Au Titre XV - De l’Union européenne, l’article 88-1 rappelle que « La République participe à l’Union européenne constituée d’Etats qui ont choisi librement d’exercer en commun certaines de leurs compétences en vertu du traité sur l’Union européenne et du traité sur le fonctionnement européen, tels qu’ils résultent du traité signé à Lisbonne le 13 décembre 2007 ». C’est une façon à peine voilée de dire que lesdits traités sont « associés » à notre Constitution, et qu’il appartient à ceux qui veulent en savoir plus d’aller les explorer.

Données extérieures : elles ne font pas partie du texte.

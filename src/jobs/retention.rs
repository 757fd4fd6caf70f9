use anyhow::Context;
use chrono::Duration;

use super::JobContext;
use crate::database::{IngestStore, PurgeCounts};

pub const JOB_NAME: &str = "cleanup-ingest-tables";

/// Deletes raw ingest rows, and open sessions nobody has seen, once they are
/// older than the retention window.
pub struct IngestRetention<S> {
    ctx: JobContext<S>,
    retention: Duration,
}

impl<S: IngestStore> IngestRetention<S> {
    pub fn new(ctx: JobContext<S>, retention: Duration) -> Self {
        Self { ctx, retention }
    }

    pub fn run(&self) -> anyhow::Result<PurgeCounts> {
        let now = self.ctx.clock.now();
        let cutoff = now
            .checked_sub_signed(self.retention)
            .context("retention window is out of range")?;

        let purged = self.ctx.store.transaction(|tx| {
            let purged = tx.purge_before(cutoff)?;
            tx.set_checkpoint(JOB_NAME, now)?;
            Ok(purged)
        })?;

        info!(
            %cutoff,
            message_events = purged.message_events,
            voice_events = purged.voice_events,
            open_sessions = purged.open_sessions,
            "cleaned up ingest tables"
        );
        Ok(purged)
    }
}

#[cfg(test)]
mod tests {
    use std::sync::Arc;

    use super::*;
    use crate::{
        database::memory::MemoryStore,
        jobs::testing::{at, ManualClock},
        models::{MessageEventType, OpenVoiceSession, VoiceEventType},
    };

    #[test]
    fn purges_rows_older_than_retention() {
        let store = Arc::new(MemoryStore::new());
        let clock = Arc::new(ManualClock::new(at(12, 0, 0)));
        let retention = IngestRetention::new(
            JobContext::new(store.clone(), clock.clone()),
            Duration::hours(2),
        );

        store.push_message_event(1, 2, 3, MessageEventType::Create, at(9, 59, 59));
        store.push_message_event(1, 2, 3, MessageEventType::Create, at(10, 0, 0));
        store.push_voice_event(1, 3, Some(2), VoiceEventType::Join.code(), at(8, 0, 0));
        store.push_voice_event(1, 3, Some(2), VoiceEventType::Leave.code(), at(11, 0, 0));
        for (user_id, last_seen_ts) in [(3, at(9, 0, 0)), (4, at(11, 30, 0))] {
            let session = OpenVoiceSession {
                guild_id: 1,
                user_id,
                channel_id: 2,
                start_ts: at(8, 0, 0),
                last_seen_ts,
            };
            store.transaction(|tx| tx.put_open_session(&session)).unwrap();
        }

        let purged = retention.run().unwrap();
        assert_eq!(
            purged,
            PurgeCounts {
                message_events: 1,
                voice_events: 1,
                open_sessions: 1,
            }
        );

        let state = store.snapshot();
        assert_eq!(state.message_events[0].occurred_at, at(10, 0, 0));
        assert_eq!(state.voice_events[0].occurred_at, at(11, 0, 0));
        assert!(state.open_sessions.contains_key(&(1, 4)));
        assert_eq!(state.checkpoints.get(JOB_NAME), Some(&at(12, 0, 0)));
    }

    #[test]
    fn out_of_range_retention_fails_without_purging() {
        let store = Arc::new(MemoryStore::new());
        let clock = Arc::new(ManualClock::new(at(12, 0, 0)));
        let retention = IngestRetention::new(
            JobContext::new(store.clone(), clock),
            Duration::days(1_000_000_000),
        );
        store.push_message_event(1, 2, 3, MessageEventType::Create, at(11, 0, 0));

        assert!(retention.run().is_err());

        let state = store.snapshot();
        assert_eq!(state.message_events.len(), 1);
        assert!(state.checkpoints.is_empty());
    }

    #[test]
    fn failed_purge_keeps_previous_checkpoint() {
        let store = Arc::new(MemoryStore::new());
        let clock = Arc::new(ManualClock::new(at(12, 0, 0)));
        let retention = IngestRetention::new(
            JobContext::new(store.clone(), clock.clone()),
            Duration::hours(2),
        );
        retention.run().unwrap();

        clock.advance(Duration::hours(1));
        store.fail_on(Some("set_checkpoint"));
        assert!(retention.run().is_err());
        assert_eq!(
            store.snapshot().checkpoints.get(JOB_NAME),
            Some(&at(12, 0, 0))
        );
    }
}
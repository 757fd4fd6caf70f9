use anyhow::Context;
use chrono::NaiveDateTime;
use diesel::prelude::*;

use super::MysqlTx;
use crate::models::*;

impl MysqlTx<'_> {
    pub fn fetch_voice_events(
        &self,
        lower: NaiveDateTime,
        upper: NaiveDateTime,
    ) -> anyhow::Result<Vec<IngestVoiceEvent>> {
        use crate::schema::ingest_voice_channel_events::dsl::*;

        ingest_voice_channel_events
            .filter(occurred_at.gt(lower))
            .filter(occurred_at.le(upper))
            .order((guild_id.asc(), user_id.asc(), occurred_at.asc(), id.asc()))
            .load::<IngestVoiceEvent>(self.conn)
            .context("error querying voice channel events")
    }

    pub fn get_open_session(
        &self,
        guild: u64,
        user: u64,
    ) -> anyhow::Result<Option<OpenVoiceSession>> {
        use crate::schema::guild_voice_channel_open_sessions::dsl::*;

        guild_voice_channel_open_sessions
            .filter(guild_id.eq(guild))
            .filter(user_id.eq(user))
            .first::<OpenVoiceSession>(self.conn)
            .optional()
            .context("error getting open voice channel session")
    }

    pub fn put_open_session(&self, session: &OpenVoiceSession) -> anyhow::Result<()> {
        use crate::schema::guild_voice_channel_open_sessions;

        diesel::replace_into(guild_voice_channel_open_sessions::table)
            .values(session)
            .execute(self.conn)
            .context("error upserting open voice channel session")?;
        Ok(())
    }

    pub fn delete_open_session(&self, guild: u64, user: u64) -> anyhow::Result<()> {
        use crate::schema::guild_voice_channel_open_sessions::dsl::*;

        diesel::delete(
            guild_voice_channel_open_sessions
                .filter(guild_id.eq(guild))
                .filter(user_id.eq(user)),
        )
        .execute(self.conn)
        .context("error deleting open voice channel session")?;
        Ok(())
    }

    pub fn list_open_sessions(&self) -> anyhow::Result<Vec<OpenVoiceSession>> {
        use crate::schema::guild_voice_channel_open_sessions::dsl::*;

        guild_voice_channel_open_sessions
            .order((guild_id.asc(), user_id.asc()))
            .load::<OpenVoiceSession>(self.conn)
            .context("error fetching open voice channel sessions")
    }

    pub fn insert_voice_stat(&self, stat: &NewVoiceSessionStat) -> anyhow::Result<bool> {
        use crate::schema::guild_voice_channel_stats;

        let inserted = diesel::insert_or_ignore_into(guild_voice_channel_stats::table)
            .values(stat)
            .execute(self.conn)
            .context("error creating voice channel stat")?;
        Ok(inserted > 0)
    }
}
use chrono::NaiveDateTime;
use diesel::sql_types::{Bigint, Datetime, Unsigned};

use crate::schema::{
    guild_message_counts_hour, guild_voice_channel_open_sessions, guild_voice_channel_stats,
    ingest_message_events, ingest_voice_channel_events, job_checkpoints,
};

#[derive(Queryable, Clone, Debug)]
pub struct JobCheckpoint {
    pub job_name: String,
    pub last_processed_ts: NaiveDateTime,
}

#[derive(Insertable)]
#[table_name = "job_checkpoints"]
pub struct NewJobCheckpoint<'a> {
    pub job_name: &'a str,
    pub last_processed_ts: NaiveDateTime,
}

/// Stored as `SMALLINT` in `ingest_message_events.event_type`.
#[derive(Clone, Copy, Debug, PartialEq, Eq, Hash)]
pub enum MessageEventType {
    Create = 1,
    Edit = 2,
}

impl MessageEventType {
    /// Event types that count towards hourly message totals.
    pub const COUNTED: [MessageEventType; 2] = [MessageEventType::Create, MessageEventType::Edit];

    pub fn code(self) -> i16 {
        self as i16
    }
}

impl TryFrom<i16> for MessageEventType {
    type Error = anyhow::Error;

    fn try_from(value: i16) -> Result<Self, Self::Error> {
        match value {
            1 => Ok(MessageEventType::Create),
            2 => Ok(MessageEventType::Edit),
            other => Err(anyhow::anyhow!("unknown message event type {}", other)),
        }
    }
}

/// Stored as `SMALLINT` in `ingest_voice_channel_events.event_type`.
#[derive(Clone, Copy, Debug, PartialEq, Eq, Hash)]
pub enum VoiceEventType {
    Join = 1,
    Leave = 2,
    Checkpoint = 3,
}

impl VoiceEventType {
    pub fn code(self) -> i16 {
        self as i16
    }
}

impl TryFrom<i16> for VoiceEventType {
    type Error = anyhow::Error;

    fn try_from(value: i16) -> Result<Self, Self::Error> {
        match value {
            1 => Ok(VoiceEventType::Join),
            2 => Ok(VoiceEventType::Leave),
            3 => Ok(VoiceEventType::Checkpoint),
            other => Err(anyhow::anyhow!("unknown voice event type {}", other)),
        }
    }
}

#[derive(Insertable, Clone, Debug, PartialEq, Eq)]
#[table_name = "ingest_message_events"]
pub struct NewIngestMessageEvent {
    pub message_id: u64,
    pub guild_id: u64,
    pub channel_id: u64,
    pub user_id: u64,
    pub event_type: i16,
    pub occurred_at: NaiveDateTime,
}

#[derive(Insertable, Clone, Debug, PartialEq, Eq)]
#[table_name = "ingest_voice_channel_events"]
pub struct NewIngestVoiceEvent {
    pub guild_id: u64,
    pub user_id: u64,
    pub channel_id: Option<u64>,
    pub event_type: i16,
    pub occurred_at: NaiveDateTime,
}

#[derive(Queryable, Clone, Debug, PartialEq, Eq)]
pub struct IngestVoiceEvent {
    pub id: u64,
    pub guild_id: u64,
    pub user_id: u64,
    pub channel_id: Option<u64>,
    pub event_type: i16,
    pub occurred_at: NaiveDateTime,
}

/// One row of the hourly grouping over `ingest_message_events`.
#[derive(QueryableByName, Clone, Debug, PartialEq, Eq)]
pub struct MessageCountGroup {
    #[sql_type = "Datetime"]
    pub hour_ts: NaiveDateTime,
    #[sql_type = "Unsigned<Bigint>"]
    pub guild_id: u64,
    #[sql_type = "Unsigned<Bigint>"]
    pub channel_id: u64,
    #[sql_type = "Unsigned<Bigint>"]
    pub user_id: u64,
    #[sql_type = "Bigint"]
    pub message_count: i64,
    #[sql_type = "Datetime"]
    pub min_ts: NaiveDateTime,
    #[sql_type = "Datetime"]
    pub max_ts: NaiveDateTime,
}

#[derive(Queryable, Insertable, Clone, Debug, PartialEq, Eq)]
#[table_name = "guild_message_counts_hour"]
pub struct HourlyMessageCount {
    pub hour_ts: NaiveDateTime,
    pub guild_id: u64,
    pub channel_id: u64,
    pub user_id: u64,
    pub message_count: i64,
    pub min_ts: NaiveDateTime,
}

impl From<&MessageCountGroup> for HourlyMessageCount {
    fn from(group: &MessageCountGroup) -> Self {
        Self {
            hour_ts: group.hour_ts,
            guild_id: group.guild_id,
            channel_id: group.channel_id,
            user_id: group.user_id,
            message_count: group.message_count,
            min_ts: group.min_ts,
        }
    }
}

/// A user currently believed to be in a voice channel. At most one per
/// `(guild_id, user_id)`.
#[derive(Queryable, Insertable, Clone, Debug, PartialEq, Eq)]
#[table_name = "guild_voice_channel_open_sessions"]
pub struct OpenVoiceSession {
    pub guild_id: u64,
    pub user_id: u64,
    pub channel_id: u64,
    pub start_ts: NaiveDateTime,
    pub last_seen_ts: NaiveDateTime,
}

#[derive(Insertable, Clone, Debug, PartialEq, Eq)]
#[table_name = "guild_voice_channel_stats"]
pub struct NewVoiceSessionStat {
    pub guild_id: u64,
    pub channel_id: u64,
    pub user_id: u64,
    pub start_ts: NaiveDateTime,
    pub end_ts: NaiveDateTime,
    pub total_time_ms: i64,
    pub inferred: bool,
}
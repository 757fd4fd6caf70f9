use anyhow::Context;
use chrono::NaiveDateTime;
use diesel::prelude::*;

use super::MysqlTx;
use crate::models::*;

impl MysqlTx<'_> {
    pub fn get_checkpoint(&self, name: &str) -> anyhow::Result<Option<NaiveDateTime>> {
        use crate::schema::job_checkpoints::dsl::*;

        let checkpoint = job_checkpoints
            .filter(job_name.eq(name))
            .first::<JobCheckpoint>(self.conn)
            .optional()
            .context("error getting job checkpoint")?;
        Ok(checkpoint.map(|c| c.last_processed_ts))
    }

    pub fn set_checkpoint(&self, name: &str, ts: NaiveDateTime) -> anyhow::Result<()> {
        use crate::schema::job_checkpoints;

        diesel::replace_into(job_checkpoints::table)
            .values(&NewJobCheckpoint {
                job_name: name,
                last_processed_ts: ts,
            })
            .execute(self.conn)
            .context("error upserting job checkpoint")?;
        Ok(())
    }
}
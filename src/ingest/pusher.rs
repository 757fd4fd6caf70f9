//! Buffered writes of raw gateway events into the ingest tables.

use std::sync::Arc;

use tokio::sync::Mutex;

use crate::{
    database::{IngestStore, IngestTx},
    jobs::run_blocking,
    models::{NewIngestMessageEvent, NewIngestVoiceEvent},
};

/// A row type that can be batch-inserted into one of the ingest tables.
pub trait IngestRow: Clone + Send + Sync + 'static {
    const KIND: &'static str;

    fn write_batch(tx: &mut dyn IngestTx, rows: &[Self]) -> anyhow::Result<usize>;
}

impl IngestRow for NewIngestMessageEvent {
    const KIND: &'static str = "message";

    fn write_batch(tx: &mut dyn IngestTx, rows: &[Self]) -> anyhow::Result<usize> {
        tx.insert_message_events(rows)
    }
}

impl IngestRow for NewIngestVoiceEvent {
    const KIND: &'static str = "voice_channel";

    fn write_batch(tx: &mut dyn IngestTx, rows: &[Self]) -> anyhow::Result<usize> {
        tx.insert_voice_events(rows)
    }
}

/// Collects rows in memory and writes them in one insert once `limit` rows
/// are pending or [`IngestPusher::flush`] is called.
///
/// Ingest is best effort: a batch that fails to write is logged and dropped.
pub struct IngestPusher<S, R> {
    store: Arc<S>,
    limit: usize,
    buffer: Mutex<Vec<R>>,
}

impl<S: IngestStore, R: IngestRow> IngestPusher<S, R> {
    pub fn new(store: Arc<S>, limit: usize) -> Self {
        let limit = limit.max(1);
        Self {
            store,
            limit,
            buffer: Mutex::new(Vec::with_capacity(limit)),
        }
    }

    pub async fn push(&self, row: R) {
        let full = {
            let mut buffer = self.buffer.lock().await;
            buffer.push(row);
            buffer.len() >= self.limit
        };
        if full {
            self.flush().await;
        }
    }

    #[cfg(test)]
    pub async fn pending(&self) -> usize {
        self.buffer.lock().await.len()
    }

    /// Writes everything buffered so far. Returns the number of rows written.
    pub async fn flush(&self) -> usize {
        let batch = std::mem::take(&mut *self.buffer.lock().await);
        if batch.is_empty() {
            return 0;
        }

        let rows = batch.len();
        let store = self.store.clone();
        let result =
            run_blocking(move || store.transaction(|tx| R::write_batch(tx, &batch))).await;

        match result {
            Ok(written) => {
                debug!(kind = R::KIND, rows = written, "flushed ingest events");
                written
            }
            Err(e) => {
                error!(kind = R::KIND, rows, error = ?e, "failed to flush ingest events");
                0
            }
        }
    }
}
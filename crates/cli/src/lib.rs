pub mod commands;

use clap::{Parser, Subcommand};
use std::process::ExitCode;

#[derive(Debug, Parser)]
#[command(
    name = "uploader",
    about = "Slack file uploader operator CLI",
    long_about = "Inspect configuration, check deployment readiness, and sign test payloads for the Slack file uploader.",
    after_help = "Examples:\n  uploader doctor --json\n  uploader config\n  uploader sign --body '{\"type\":\"url_verification\",\"challenge\":\"abc\"}'"
)]
pub struct Cli {
    #[command(subcommand)]
    command: Command,
}

#[derive(Debug, Subcommand)]
enum Command {
    #[command(
        about = "Inspect effective configuration values with source attribution and redaction"
    )]
    Config,
    #[command(about = "Validate config, Slack token shapes, storage and shortener client setup")]
    Doctor {
        #[arg(long, help = "Emit machine-readable JSON output")]
        json: bool,
    },
    #[command(about = "Print Slack signature headers for a request body, for local testing")]
    Sign {
        #[arg(long, help = "Raw request body to sign, exactly as it will be sent")]
        body: String,
        #[arg(long, help = "Unix timestamp to sign with (defaults to now)")]
        timestamp: Option<i64>,
        #[arg(long, help = "Signing secret (defaults to UPLOADER_SLACK_SIGNING_SECRET)")]
        secret: Option<String>,
    },
}

pub fn run() -> ExitCode {
    let cli = Cli::parse();

    let result = match cli.command {
        Command::Config => commands::config::run(),
        Command::Doctor { json } => commands::doctor::run(json),
        Command::Sign { body, timestamp, secret } => {
            commands::sign::run(&body, timestamp, secret.as_deref())
        }
    };

    println!("{}", result.output);
    ExitCode::from(result.exit_code)
}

En même temps, cela permet de ne pas exposer à la vue l’étendue et les domaines principaux de dépendance de la France envers l’UE et ses autres « partenaires ».
 
Assez abstraits et sibyllins, les articles 88-2 à 88-7 traitent surtout de questions de procédures concernant le cheminement, l’adoption et la contestation d’actes législatifs européens, notamment sur le respect du principe de subsidiarité. Ils sont visiblement destinés à des spécialistes.
 
Cela paraît un peu maigre si l’on considère que l’intégration à l’UE a nécessité pas moins de 6 révisions de la Constitution française depuis 1992, qui ont eu pour objets principaux ses mises en conformité avec les traités, jusqu’à celui de Lisbonne en 2008… en attendant les suivantes.
 
De la Charte de l’environnement de 2004
 
La Charte introduit trois grands principes, ceux de prévention, de précaution et pollueur-payeur. Dix articles précisent les droits et libertés définis dans la Charte. Ils sont précédés de sept alinéas qui disposent :
 
« Que les ressources et les équilibres naturels ont conditionné l’émergence de l’humanité ;
 
Que l’avenir et l’existence même de l’humanité sont indissociables de son milieu naturel ;
 
Que l’environnement est le patrimoine commun des êtres humains ;
 
Que l’homme exerce une influence croissante sur les conditions de la vie et sur sa propre évolution ;
 
Que la diversité biologique, l’épanouissement de la personne et le progrès des sociétés humaines sont affectés par certains modes de consommation ou de production et par l’exploitation excessive des ressources naturelles ;
 
Que la préservation de l’environnement doit être recherchée au même titre que les autres intérêts fondamentaux de la Nation ;
 
Qu’afin d’assurer un développement durable, les choix destinés à répondre aux besoins du présent ne doivent pas compromettre la capacité des générations futures et des autres peuples à satisfaire à leurs propres besoins ».
 
Même s’ils ont une valeur constitutionnelle, aucun de ces alinéas, pas plus qu’un article de la Charte, n’institue un droit ou une liberté que la Constitution garantit (12). Ils ne peuvent donc être invoqués dans le but de sanctionner uniquement la méconnaissance de droits et libertés garantis par la Constitution. Et c’est un des points où le bât blesse, un « défaut » majeur auquel la Convention citoyenne pour le climat voudrait remédier.
 
Parmi les 10 articles, le 1er stipule que « Chacun a le droit de vivre dans un environnement équilibré », et le 2ème, que « Toute personne a le devoir de prendre part à la préservation et à l’amélioration de l’environnement ». A l’article 4 : « Toute personne doit contribuer à la réparation des dommages qu’elle cause à l’environnement, dans les conditions définies par la loi ». A l’article 6, « Les politiques publiques doivent promouvoir un développement durable. A cet effet, elles concilient la protection et la mise en valeur de l’environnement, le développement économique et le progrès social ». A l’article 10 « La présente Charte inspire l’action européenne et internationale de la France » (13).
 
Vers un référendum pour introduire la défense du climat dans la Constitution
 
L’Accord de Paris sur le climat visait à : - limiter le réchauffement de la planète à 2%, puis à 1,5% « sur le long terme » ; - renforcer les capacités des pays à faire face aux conséquences du réchauffement climatique.
 
La France s’était déjà engagée et a poursuivi sur la voie indiquée, mais avec une conviction et un rythme jugés insuffisants. La loi énergie et climat de 2019 avait fixé à 2050 l’objectif de neutralité carbone, qui nécessiterait la division de l’émission de gaz à effet de serre au moins par 6. La Convention citoyenne pour le climat a été constituée et mobilisée pour accélérer le mouvement.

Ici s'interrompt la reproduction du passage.